▸ **Input material**:
--------------------------------
//! Request authorization and event fan-out for a sales marketplace API.
//!
//! Every request is resolved into an immutable [`RequestContext`]. Mutations
//! then run as a [`GuardChain`]: ordered guards that may deny, followed by
//! exactly one handler. Creations are announced on an in-process
//! [`EventBus`] that subscription clients read from.
//!
//! # Core Types
//!
//! - [`AuthResolver`]: bearer token to [`RequestContext`]
//! - [`Guard`] / [`GuardResult`]: one authorization check
//! - [`RequiresAuthentication`], [`RequiresOwnership`]: the standard guards
//! - [`GuardChain`]: guards plus a terminal [`Handler`]
//! - [`EventBus`] / [`Subscription`]: topic-keyed publish and subscribe
//! - [`Marketplace`]: the wired-up operations
//!
//! # Examples
//!
//! ```
//! use std::sync::Arc;
//! use marketplace_core::{Collaborators, Config, EventBus, Marketplace, RequestContext};
//!
//! let config = Config::new("change-me");
//! let collaborators = Collaborators::in_memory(&config);
//! let marketplace = Marketplace::new(config, collaborators, Arc::new(EventBus::new()));
//!
//! let ctx = RequestContext::anonymous("req-123");
//! let sales = futures::executor::block_on(marketplace.list_sales(&ctx, None, None)).unwrap();
//! assert!(sales.is_empty());
//! ```

#![forbid(unsafe_code)]
#![warn(missing_docs)]

mod auth;
mod bus;
mod chain;
mod config;
mod context;
mod credential;
mod error;
mod events;
mod guard;
mod id;
pub mod logging;
mod model;
mod operations;
mod ownership;
mod request;
mod secret;
mod store;
pub mod validate;
pub mod web;

pub use auth::AuthResolver;
pub use bus::{EventBus, Subscription, Topic};
pub use chain::{GuardChain, Handler};
pub use config::{Config, ConfigError, PAGE_LIMIT_VAR, SECRET_KEY_VAR, TOKEN_TTL_VAR};
pub use context::RequestContext;
pub use credential::{Claims, HmacTokenCodec, PasswordHasher, TokenCodec};
pub use error::{AuthError, CredentialError, Error, GuardDenied, StoreError, ValidationError};
pub use events::MarketplaceEvent;
pub use guard::{Guard, GuardResult, RequiresAuthentication, MUST_BE_AUTHENTICATED};
pub use id::{is_valid_id, EntityId};
pub use logging::RequestLog;
pub use model::{
    AuthToken, DeleteSale, Listing, LoginInput, NewUser, Sale, SaleInput, SignupInput, UpdateSale,
    User,
};
pub use operations::{Collaborators, Marketplace};
pub use ownership::{
    OwnedLookup, RequiresOwnership, SaleOwners, TargetId, INVALID_IDENTIFIER, NOT_FOUND, NOT_OWNER,
};
pub use request::Caller;
pub use secret::Secret;
pub use store::{InMemorySaleStore, InMemoryUserStore, SaleStore, UserStore};
//! Extraction boundary trait for transport integration.

/// Name of the credential header, compared case-insensitively.
pub const AUTHORIZATION: &str = "authorization";

/// Exposes what the [`AuthResolver`](crate::AuthResolver) needs from an
/// inbound request.
///
/// Transport layers (HTTP handlers, websocket connection params) implement
/// this for their own request type. Nothing here authenticates: it only
/// hands over the raw header.
///
/// # Examples
///
/// ```
/// use marketplace_core::web::ExtractCredential;
///
/// struct WsConnectionParams {
///     id: String,
///     auth: Option<String>,
/// }
///
/// impl ExtractCredential for WsConnectionParams {
///     fn request_id(&self) -> &str {
///         &self.id
///     }
///
///     fn authorization(&self) -> Option<&str> {
///         self.auth.as_deref()
///     }
/// }
/// ```
pub trait ExtractCredential {
    /// Correlation id for logs.
    fn request_id(&self) -> &str;

    /// Raw `Authorization` header value, if the request carried one.
    fn authorization(&self) -> Option<&str>;
}

/// Pulls the token out of a `Bearer <token>` header value.
///
/// The scheme is matched case-insensitively. Anything else, including a
/// bare scheme with no token, yields `None`.
///
/// ```
/// use marketplace_core::web::bearer_token;
///
/// assert_eq!(bearer_token("Bearer abc.def.ghi"), Some("abc.def.ghi"));
/// assert_eq!(bearer_token("bearer   abc"), Some("abc"));
/// assert_eq!(bearer_token("Bearer"), None);
/// assert_eq!(bearer_token("Basic dXNlcjpwdw=="), None);
/// ```
pub fn bearer_token(header: &str) -> Option<&str> {
    let mut parts = header.split_whitespace();
    let scheme = parts.next()?;
    let token = parts.next()?;
    if !scheme.eq_ignore_ascii_case("bearer") || parts.next().is_some() {
        return None;
    }
    Some(token)
}
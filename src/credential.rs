//! Bearer tokens and password hashes.
//!
//! Tokens are compact HS256 JWTs: `base64url(header).base64url(claims).base64url(mac)`
//! where the MAC is HMAC-SHA256 over the first two segments. Only `email`,
//! `iat` and `exp` are carried. Password hashes are Argon2id PHC strings.

use argon2::{Algorithm, Argon2, Params, PasswordHasher as _, PasswordVerifier as _, Version};
use base64::engine::general_purpose::URL_SAFE_NO_PAD;
use base64::Engine as _;
use chrono::Utc;
use hmac::{Hmac, Mac};
use password_hash::{PasswordHash, SaltString};
use serde::{Deserialize, Serialize};
use sha2::Sha256;

use crate::config::Config;
use crate::error::{AuthError, CredentialError};
use crate::model::AuthToken;
use crate::secret::Secret;

type HmacSha256 = Hmac<Sha256>;

const HEADER: &str = r#"{"alg":"HS256","typ":"JWT"}"#;

/// Claims carried by a bearer token.
#[derive(Debug, Clone, PartialEq, Eq, Serialize, Deserialize)]
pub struct Claims {
    /// Email of the user the token was issued to
    pub email: String,
    /// Issued-at, seconds since the epoch
    pub iat: i64,
    /// Expiry, seconds since the epoch
    pub exp: i64,
}

#[derive(Deserialize)]
struct Header {
    alg: String,
}

/// Issues and verifies bearer tokens.
pub trait TokenCodec: Send + Sync {
    /// Signs a token for `email`.
    fn issue(&self, email: &str) -> Result<AuthToken, CredentialError>;

    /// Verifies signature and expiry, returning the claims.
    ///
    /// # Errors
    ///
    /// [`AuthError::InvalidToken`] for any malformed, forged or expired token.
    fn decode(&self, token: &str) -> Result<Claims, AuthError>;
}

/// HS256 implementation of [`TokenCodec`].
///
/// ```
/// use std::time::Duration;
/// use marketplace_core::{HmacTokenCodec, TokenCodec};
///
/// let codec = HmacTokenCodec::new("k3y", Duration::from_secs(60));
/// let token = codec.issue("ada@example.com").unwrap();
/// assert_eq!(codec.decode(&token.token).unwrap().email, "ada@example.com");
///
/// let other = HmacTokenCodec::new("different", Duration::from_secs(60));
/// assert!(other.decode(&token.token).is_err());
/// ```
pub struct HmacTokenCodec {
    key: Secret<Vec<u8>>,
    ttl_secs: i64,
}

impl HmacTokenCodec {
    /// Creates a codec signing with `key`; tokens live for `ttl`.
    pub fn new(key: impl AsRef<[u8]>, ttl: std::time::Duration) -> Self {
        Self {
            key: Secret::new(key.as_ref().to_vec()),
            ttl_secs: i64::try_from(ttl.as_secs()).unwrap_or(i64::MAX),
        }
    }

    /// Creates a codec from the configured secret and lifetime.
    pub fn from_config(config: &Config) -> Self {
        Self::new(config.token_secret.expose_secret(), config.token_ttl)
    }

    fn mac(&self) -> HmacSha256 {
        // HMAC accepts keys of any length.
        <HmacSha256 as Mac>::new_from_slice(self.key.expose_secret())
            .unwrap_or_else(|_| unreachable!("hmac keys have no length limit"))
    }

    fn sign(&self, claims: &Claims) -> Result<String, CredentialError> {
        let payload =
            serde_json::to_vec(claims).map_err(|e| CredentialError::Signing(e.to_string()))?;
        let signing_input = format!(
            "{}.{}",
            URL_SAFE_NO_PAD.encode(HEADER),
            URL_SAFE_NO_PAD.encode(payload)
        );

        let mut mac = self.mac();
        mac.update(signing_input.as_bytes());
        let signature = mac.finalize().into_bytes();

        Ok(format!("{signing_input}.{}", URL_SAFE_NO_PAD.encode(signature)))
    }

    fn verify(&self, token: &str, now: i64) -> Result<Claims, AuthError> {
        let mut parts = token.split('.');
        let (Some(header), Some(payload), Some(signature), None) =
            (parts.next(), parts.next(), parts.next(), parts.next())
        else {
            return Err(AuthError::InvalidToken);
        };

        let signature = URL_SAFE_NO_PAD
            .decode(signature)
            .map_err(|_| AuthError::InvalidToken)?;
        let mut mac = self.mac();
        mac.update(header.as_bytes());
        mac.update(b".");
        mac.update(payload.as_bytes());
        mac.verify_slice(&signature)
            .map_err(|_| AuthError::InvalidToken)?;

        let header: Header = decode_segment(header)?;
        if header.alg != "HS256" {
            return Err(AuthError::InvalidToken);
        }
        let claims: Claims = decode_segment(payload)?;
        if claims.exp <= now {
            return Err(AuthError::InvalidToken);
        }
        Ok(claims)
    }
}

fn decode_segment<T: serde::de::DeserializeOwned>(segment: &str) -> Result<T, AuthError> {
    let bytes = URL_SAFE_NO_PAD
        .decode(segment)
        .map_err(|_| AuthError::InvalidToken)?;
    serde_json::from_slice(&bytes).map_err(|_| AuthError::InvalidToken)
}

impl TokenCodec for HmacTokenCodec {
    fn issue(&self, email: &str) -> Result<AuthToken, CredentialError> {
        let iat = Utc::now().timestamp();
        let claims = Claims {
            email: email.to_string(),
            iat,
            exp: iat.saturating_add(self.ttl_secs),
        };
        self.sign(&claims).map(|token| AuthToken { token })
    }

    fn decode(&self, token: &str) -> Result<Claims, AuthError> {
        self.verify(token, Utc::now().timestamp())
    }
}

/// Argon2id password hashing.
#[derive(Clone)]
pub struct PasswordHasher {
    argon2: Argon2<'static>,
}

impl PasswordHasher {
    /// Hasher with explicit cost parameters.
    pub fn new(params: Params) -> Self {
        Self {
            argon2: Argon2::new(Algorithm::Argon2id, Version::V0x13, params),
        }
    }

    /// Hashes `password` with a fresh random salt into a PHC string.
    pub fn hash(&self, password: &Secret<String>) -> Result<String, CredentialError> {
        let mut salt_bytes = [0u8; 16];
        getrandom::getrandom(&mut salt_bytes)
            .map_err(|e| CredentialError::Hashing(e.to_string()))?;
        let salt = SaltString::encode_b64(&salt_bytes)
            .map_err(|e| CredentialError::Hashing(e.to_string()))?;

        self.argon2
            .hash_password(password.expose_secret().as_bytes(), &salt)
            .map(|hash| hash.to_string())
            .map_err(|e| CredentialError::Hashing(e.to_string()))
    }

    /// Checks `password` against a stored PHC string. Unparsable hashes never match.
    pub fn verify(&self, hash: &str, password: &Secret<String>) -> bool {
        match PasswordHash::new(hash) {
            Ok(parsed) => self
                .argon2
                .verify_password(password.expose_secret().as_bytes(), &parsed)
                .is_ok(),
            Err(_) => false,
        }
    }
}

impl Default for PasswordHasher {
    fn default() -> Self {
        Self::new(Params::default())
    }
}

impl std::fmt::Debug for PasswordHasher {
    fn fmt(&self, f: &mut std::fmt::Formatter<'_>) -> std::fmt::Result {
        f.debug_struct("PasswordHasher").finish_non_exhaustive()
    }
}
--------------------------------
▸ **Goal of the exercise**:
I'd like an exact copy of the lines above, from the very first one through the line that contains "one authorization check", with nothing else added.

▸ **Answer for this exercise**:
//! Request authorization and event fan-out for a sales marketplace API.
//!
//! Every request is resolved into an immutable [`RequestContext`]. Mutations
//! then run as a [`GuardChain`]: ordered guards that may deny, followed by
//! exactly one handler. Creations are announced on an in-process
//! [`EventBus`] that subscription clients read from.
//!
//! # Core Types
//!
//! - [`AuthResolver`]: bearer token to [`RequestContext`]
//! - [`Guard`] / [`GuardResult`]: one authorization check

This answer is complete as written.